My friend, Susie Poneman, owns and manages a floral design studio in the Washington, DC area called Heavenly Hydrangeas.  Her business grew from a love of entertaining and gardening; in fact, she has over 100 of the flowers in her home garden and took the name of her business from her own heavenly hydrangeas.  Since 2005, when a donation of flower arrangements to a charity auction received such rave reviews she was encouraged to begin her business, she and her team of designers have been creating exquisite floral accents for private parties, embassies, the Department of State and corporate galas.

Susie especially loves working with spring flowers, such as peonies, ranunculas and lilacs.  And last fall we collaborated on the annual fundraising gala for So Others Might Eat, a homeless shelter here in Washington. She created 125 bountiful centerpieces, made of fruit and vegetables, so that they could be repurposed afterward in the shelter’s kitchen.

The point of this post is to share some of her inspiration with you. She has an expert and artistic eye with color and composition. Treat yourself to more of her work, or participate in one of her private workshops with a visit to her website: HeavenlyHydrangeas.com.



Did you know you can change the color of hydrangea blooms?

Here’s how:

Hydrangeas come in varying shades of red, blue, purple, white, pale green, and pink.  The color of pink and blue hydrangeas can be altered with soil additives. It’s easier to change a hydrangea from pink to blue than it is to change a blue one to pink.  White hydrangeas can never be altered, though I have had several plants that started out blue and eventually faded to white, probably a result of too much aluminum in the soil.
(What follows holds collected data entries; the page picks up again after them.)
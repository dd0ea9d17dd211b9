//! Rendered-mode crawls
//!
//! Tests that drive a real browser need Chromium on the machine (or
//! `CHROMIUM_PATH`) and are ignored by default; run them with
//! `cargo test -- --ignored`.

use seo_crawl_engine::config::{CrawlConfig, CrawlMode, WaitUntil};
use seo_crawl_engine::{CrawlJob, JobStatus};
use wiremock::matchers::{method, path, path_regex};
use wiremock::{Mock, MockServer, ResponseTemplate};

fn create_rendered_config(base_url: &str) -> CrawlConfig {
    let mut config = CrawlConfig::for_start_url(format!("{}/", base_url));
    config.crawl.mode = CrawlMode::Rendered;
    config.crawl.max_depth = 0;
    config.crawl.max_pages = 1;
    config.crawl.politeness_delay_seconds = 0.0;
    config.rendered.settle_ms = 0;
    config.rendered.readiness_timeout_ms = 1000;
    config.rendered.wait_until = WaitUntil::Load;
    config
}

#[tokio::test]
async fn test_missing_browser_fails_job() {
    let mut config = create_rendered_config("https://example.com");
    config.rendered.executable_path = Some("/nonexistent/chromium-binary".to_string());

    let job = CrawlJob::new(config).unwrap();
    let outcome = job.run().await;

    assert_eq!(outcome.snapshot.status, JobStatus::Failed);
    assert!(outcome
        .snapshot
        .error_message
        .as_deref()
        .unwrap()
        .contains("/nonexistent/chromium-binary"));
    assert_eq!(outcome.snapshot.pages_discovered, 0);
    assert!(outcome.result.pages.is_empty());
    assert!(outcome.snapshot.finished_at.is_some());
}

#[tokio::test]
#[ignore = "requires a local Chromium install"]
async fn test_blocked_images_never_requested() {
    let server = MockServer::start().await;
    let images: String = (0..5)
        .map(|i| format!("<img src=\"/img/photo{}.png\" alt=\"photo {}\">", i, i))
        .collect();
    let body = format!(
        "<html lang=\"en\"><head><title>Gallery</title></head><body>\
         <h1>Gallery</h1><p>A page with several photos and a short description.</p>{}\
         <script>document.body.insertAdjacentHTML('beforeend', '<p id=\"late\">Added by script</p>');</script>\
         </body></html>",
        images
    );

    Mock::given(method("GET"))
        .and(path("/"))
        .respond_with(ResponseTemplate::new(200).set_body_raw(body, "text/html"))
        .mount(&server)
        .await;
    Mock::given(method("GET"))
        .and(path_regex(r"^/img/.*"))
        .respond_with(ResponseTemplate::new(200).set_body_raw(vec![0u8; 16], "image/png"))
        .expect(0)
        .mount(&server)
        .await;

    let mut config = create_rendered_config(&server.uri());
    config.rendered.blocked_resource_types = vec!["image".to_string()];

    let outcome = CrawlJob::new(config).unwrap().run().await;

    assert_eq!(outcome.snapshot.status, JobStatus::Completed);
    assert_eq!(outcome.result.pages.len(), 1);

    let page = &outcome.result.pages[0];
    assert!(page.word_count > 0);
    assert!(page.text_content.contains("Added by script"));
    assert!(page.rendered_html.is_some());
}

#[tokio::test]
#[ignore = "requires a local Chromium install"]
async fn test_script_errors_captured() {
    let server = MockServer::start().await;
    let body = "<html><head><title>Broken</title></head><body><p>Content</p>\
                <script>console.error('widget failed'); undefinedFunction();</script>\
                </body></html>";
    Mock::given(method("GET"))
        .and(path("/"))
        .respond_with(ResponseTemplate::new(200).set_body_raw(body, "text/html"))
        .mount(&server)
        .await;

    let outcome = CrawlJob::new(create_rendered_config(&server.uri()))
        .unwrap()
        .run()
        .await;

    let page = &outcome.result.pages[0];
    assert!(page.js_errors.iter().any(|e| e.contains("widget failed")));
    assert!(page.js_errors.iter().any(|e| e.contains("undefinedFunction")));
}
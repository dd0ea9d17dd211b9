//! Static (plain HTTP) fetch strategy
//!
//! One pooled `reqwest` client per run: built when the job starts, shared by
//! every worker, dropped on release. No scripts are executed.

use crate::config::CrawlSettings;
use crate::crawler::strategy::{FetchError, FetchStrategy, FetchedDocument};
use async_trait::async_trait;
use reqwest::{header, redirect::Policy, Client};
use std::time::{Duration, Instant};
use tokio::sync::RwLock;
use url::Url;

/// Maximum number of redirects followed for a single request
const MAX_REDIRECTS: usize = 10;

/// Builds the shared HTTP client for a run
///
/// # Example
///
/// ```no_run
/// use seo_crawl_engine::config::CrawlSettings;
/// use seo_crawl_engine::crawler::build_http_client;
///
/// let settings = CrawlSettings::new("https://example.com/");
/// let client = build_http_client(&settings).unwrap();
/// ```
pub fn build_http_client(settings: &CrawlSettings) -> Result<Client, reqwest::Error> {
    Client::builder()
        .user_agent(settings.user_agent.as_str())
        .timeout(settings.timeout())
        .connect_timeout(settings.timeout().min(Duration::from_secs(10)))
        .redirect(Policy::limited(MAX_REDIRECTS))
        .gzip(true)
        .brotli(true)
        .build()
}

/// Fetch strategy backed by a pooled HTTP client
pub struct StaticFetcher {
    client: RwLock<Option<Client>>,
    timeout: Duration,
}

impl StaticFetcher {
    pub fn new(settings: &CrawlSettings) -> Result<Self, reqwest::Error> {
        let client = build_http_client(settings)?;
        tracing::debug!(
            "HTTP client ready (user agent: {}, timeout: {:?})",
            settings.user_agent,
            settings.timeout()
        );
        Ok(Self {
            client: RwLock::new(Some(client)),
            timeout: settings.timeout(),
        })
    }

    async fn client(&self) -> Result<Client, FetchError> {
        self.client
            .read()
            .await
            .clone()
            .ok_or_else(|| FetchError::Connection("HTTP client already released".to_string()))
    }
}

#[async_trait]
impl FetchStrategy for StaticFetcher {
    fn name(&self) -> &'static str {
        "static"
    }

    async fn fetch(&self, url: &Url) -> Result<FetchedDocument, FetchError> {
        let client = self.client().await?;
        let started = Instant::now();

        let response = client
            .get(url.clone())
            .send()
            .await
            .map_err(|e| classify_error(e, self.timeout))?;

        let status = response.status();
        if status.is_client_error() || status.is_server_error() {
            return Err(FetchError::Http {
                status: status.as_u16(),
            });
        }

        let final_url = response.url().clone();
        let content_type = response
            .headers()
            .get(header::CONTENT_TYPE)
            .and_then(|v| v.to_str().ok())
            .map(str::to_string);

        let mut document = FetchedDocument {
            final_url,
            status_code: status.as_u16(),
            content_type,
            body: String::new(),
            elapsed: Duration::ZERO,
            screenshot: None,
            js_errors: Vec::new(),
            rendered: false,
        };

        // Non-HTML bodies are never parsed, so don't download them
        if document.is_html() {
            document.body = response
                .text()
                .await
                .map_err(|e| classify_error(e, self.timeout))?;
        }

        document.elapsed = started.elapsed();
        Ok(document)
    }

    async fn release(&self) {
        if self.client.write().await.take().is_some() {
            tracing::debug!("HTTP client released");
        }
    }
}

/// Maps a transport error onto the fetch error taxonomy
fn classify_error(error: reqwest::Error, timeout: Duration) -> FetchError {
    if error.is_timeout() {
        FetchError::Timeout(timeout)
    } else if error.is_connect() {
        FetchError::Connection(format!("Connection refused: {}", error))
    } else if error.is_redirect() {
        FetchError::Connection(format!("Redirect error: {}", error))
    } else {
        FetchError::Connection(error.to_string())
    }
}
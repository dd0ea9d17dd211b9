//! Crawl job lifecycle
//!
//! A [`CrawlJob`] wraps one run: it validates the configuration, acquires the
//! fetch strategy for the job's mode, drives the coordinator, and guarantees
//! the strategy is released exactly once however the run ends. Progress and
//! the final status are published through a `watch` channel that any number of
//! [`JobHandle`]s can poll or subscribe to.

use crate::config::{validate, CrawlConfig};
use crate::crawler::{panic_message, Coordinator, FetchStrategy, Fetcher};
use crate::output::{CrawlResult, Termination};
use crate::robots::{AllowAll, RobotsChecker};
use crate::state::{CancelFlag, JobStatus, JobStatusSnapshot};
use crate::EngineError;
use chrono::Utc;
use futures::FutureExt;
use serde::Serialize;
use std::panic::AssertUnwindSafe;
use std::sync::Arc;
use tokio::sync::watch;

/// Final status and results of a run
#[derive(Debug, Clone, Serialize)]
pub struct CrawlOutcome {
    pub snapshot: JobStatusSnapshot,
    pub result: CrawlResult,
}

/// Cloneable control and polling surface for a job
#[derive(Debug, Clone)]
pub struct JobHandle {
    cancel: CancelFlag,
    status: watch::Receiver<JobStatusSnapshot>,
}

impl JobHandle {
    /// Requests cooperative cancellation; committed results are kept
    pub fn cancel(&self) {
        self.cancel.cancel();
    }

    pub fn is_cancelled(&self) -> bool {
        self.cancel.is_cancelled()
    }

    /// Current status and counters
    pub fn status(&self) -> JobStatusSnapshot {
        self.status.borrow().clone()
    }

    /// A receiver that is notified on every status or counter change
    pub fn subscribe(&self) -> watch::Receiver<JobStatusSnapshot> {
        self.status.clone()
    }
}

/// One crawl run of one site
pub struct CrawlJob {
    config: Arc<CrawlConfig>,
    robots: Arc<dyn RobotsChecker>,
    cancel: CancelFlag,
    status: Arc<watch::Sender<JobStatusSnapshot>>,
}

impl CrawlJob {
    /// Creates a pending job after validating its configuration
    pub fn new(config: CrawlConfig) -> Result<Self, EngineError> {
        validate(&config)?;
        let (status, _) = watch::channel(JobStatusSnapshot::default());

        Ok(Self {
            config: Arc::new(config),
            robots: Arc::new(AllowAll),
            cancel: CancelFlag::new(),
            status: Arc::new(status),
        })
    }

    /// Replaces the default allow-all robots checker
    pub fn with_robots(mut self, robots: Arc<dyn RobotsChecker>) -> Self {
        self.robots = robots;
        self
    }

    pub fn config(&self) -> &CrawlConfig {
        &self.config
    }

    pub fn handle(&self) -> JobHandle {
        JobHandle {
            cancel: self.cancel.clone(),
            status: self.status.subscribe(),
        }
    }

    /// Acquires the strategy for the configured mode and runs the job
    ///
    /// Acquisition failure leaves the job `failed` with an empty result.
    pub async fn run(self) -> CrawlOutcome {
        if self.cancel.is_cancelled() {
            return self.cancelled_before_start();
        }

        match Fetcher::acquire(&self.config).await {
            Ok(fetcher) => self.run_with(fetcher.into_strategy()).await,
            Err(e) => {
                tracing::error!(
                    "Failed to start {} crawl of {}: {}",
                    self.config.crawl.mode,
                    self.config.crawl.start_url,
                    e
                );
                self.fail_before_start(format!("Failed to acquire fetch strategy: {}", e))
            }
        }
    }

    /// Runs the job with an already acquired strategy
    ///
    /// The strategy is released exactly once before this returns, including
    /// when the traversal panics.
    pub async fn run_with(self, strategy: Arc<dyn FetchStrategy>) -> CrawlOutcome {
        if self.cancel.is_cancelled() {
            strategy.release().await;
            return self.cancelled_before_start();
        }

        let coordinator = match Coordinator::new(
            Arc::clone(&self.config),
            Arc::clone(&strategy),
            self.cancel.clone(),
        ) {
            Ok(coordinator) => coordinator,
            Err(e) => {
                strategy.release().await;
                return self.fail_before_start(e.to_string());
            }
        };

        self.transition(JobStatus::Running);
        let sink_status = Arc::clone(&self.status);
        let coordinator = coordinator
            .with_robots(Arc::clone(&self.robots))
            .on_progress(Box::new(move |progress| {
                sink_status.send_modify(|snapshot| snapshot.with_progress(&progress));
            }));

        let traversal = AssertUnwindSafe(coordinator.run()).catch_unwind().await;
        strategy.release().await;
        tracing::debug!("Released {} fetch strategy", strategy.name());

        match traversal {
            Ok(result) => {
                let status = if result.termination == Termination::Cancelled {
                    JobStatus::Cancelled
                } else {
                    JobStatus::Completed
                };
                self.finish(status, &result, None);
                CrawlOutcome {
                    snapshot: self.status.borrow().clone(),
                    result,
                }
            }
            Err(panic) => {
                let message = panic_message(panic.as_ref());
                tracing::error!("Crawl of {} aborted: {}", self.config.crawl.start_url, message);

                let started_at = self.status.borrow().started_at.unwrap_or_else(Utc::now);
                let result = CrawlResult::empty(started_at);
                self.finish(
                    JobStatus::Failed,
                    &result,
                    Some(format!("Crawl orchestrator panicked: {}", message)),
                );
                CrawlOutcome {
                    snapshot: self.status.borrow().clone(),
                    result,
                }
            }
        }
    }

    fn cancelled_before_start(&self) -> CrawlOutcome {
        tracing::info!("Crawl of {} cancelled before start", self.config.crawl.start_url);
        let mut result = CrawlResult::empty(Utc::now());
        result.termination = Termination::Cancelled;
        self.finish(JobStatus::Cancelled, &result, None);
        CrawlOutcome {
            snapshot: self.status.borrow().clone(),
            result,
        }
    }

    fn fail_before_start(&self, message: String) -> CrawlOutcome {
        let result = CrawlResult::empty(Utc::now());
        self.finish(JobStatus::Failed, &result, Some(message));
        CrawlOutcome {
            snapshot: self.status.borrow().clone(),
            result,
        }
    }

    /// Moves to a terminal status with counters taken from the result
    fn finish(&self, status: JobStatus, result: &CrawlResult, error_message: Option<String>) {
        if !self.transition(status) {
            return;
        }
        let links_found = result.links_found();
        self.status.send_modify(|snapshot| {
            snapshot.pages_discovered = result.total_discovered;
            snapshot.pages_crawled = result.total_crawled;
            snapshot.pages_failed = result.total_failed;
            snapshot.links_found = links_found;
            snapshot.error_message = error_message;
            if snapshot.started_at.is_none() {
                snapshot.started_at = Some(result.started_at);
            }
            snapshot.finish(result.finished_at);
        });
    }

    /// Applies a status change if the lifecycle allows it
    fn transition(&self, next: JobStatus) -> bool {
        let current = self.status.borrow().status;
        if !current.can_transition_to(next) {
            let error = EngineError::InvalidTransition {
                from: current,
                to: next,
            };
            tracing::error!("{}", error);
            return false;
        }

        self.status.send_modify(|snapshot| {
            snapshot.status = next;
            if next == JobStatus::Running {
                snapshot.started_at = Some(Utc::now());
            }
        });
        tracing::debug!("Job status: {} -> {}", current, next);
        true
    }
}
The pH of the soil determines the color of pink and blue hydrangeas. To change a blue hydrangea to pink, apply dolomitic lime to the soil, to push the pH balance above 5.5.  To persuade a pink hydrangea to turn blue requires regular applications of aluminum sulfate throughout the season – with lots of watering – to avoid burning the roots. It can be a challenge to keep a hydrangea blue if it is growing near sidewalks or concrete, because the lime in the concrete will leach into the soil nearby.  The depth of color is genetically determined, so no amount of soil adjustment will change a pale bloom to a deeply-colored one.  They’re a particularly generous flower; one bloom can easily make an entire bouquet. Enjoy!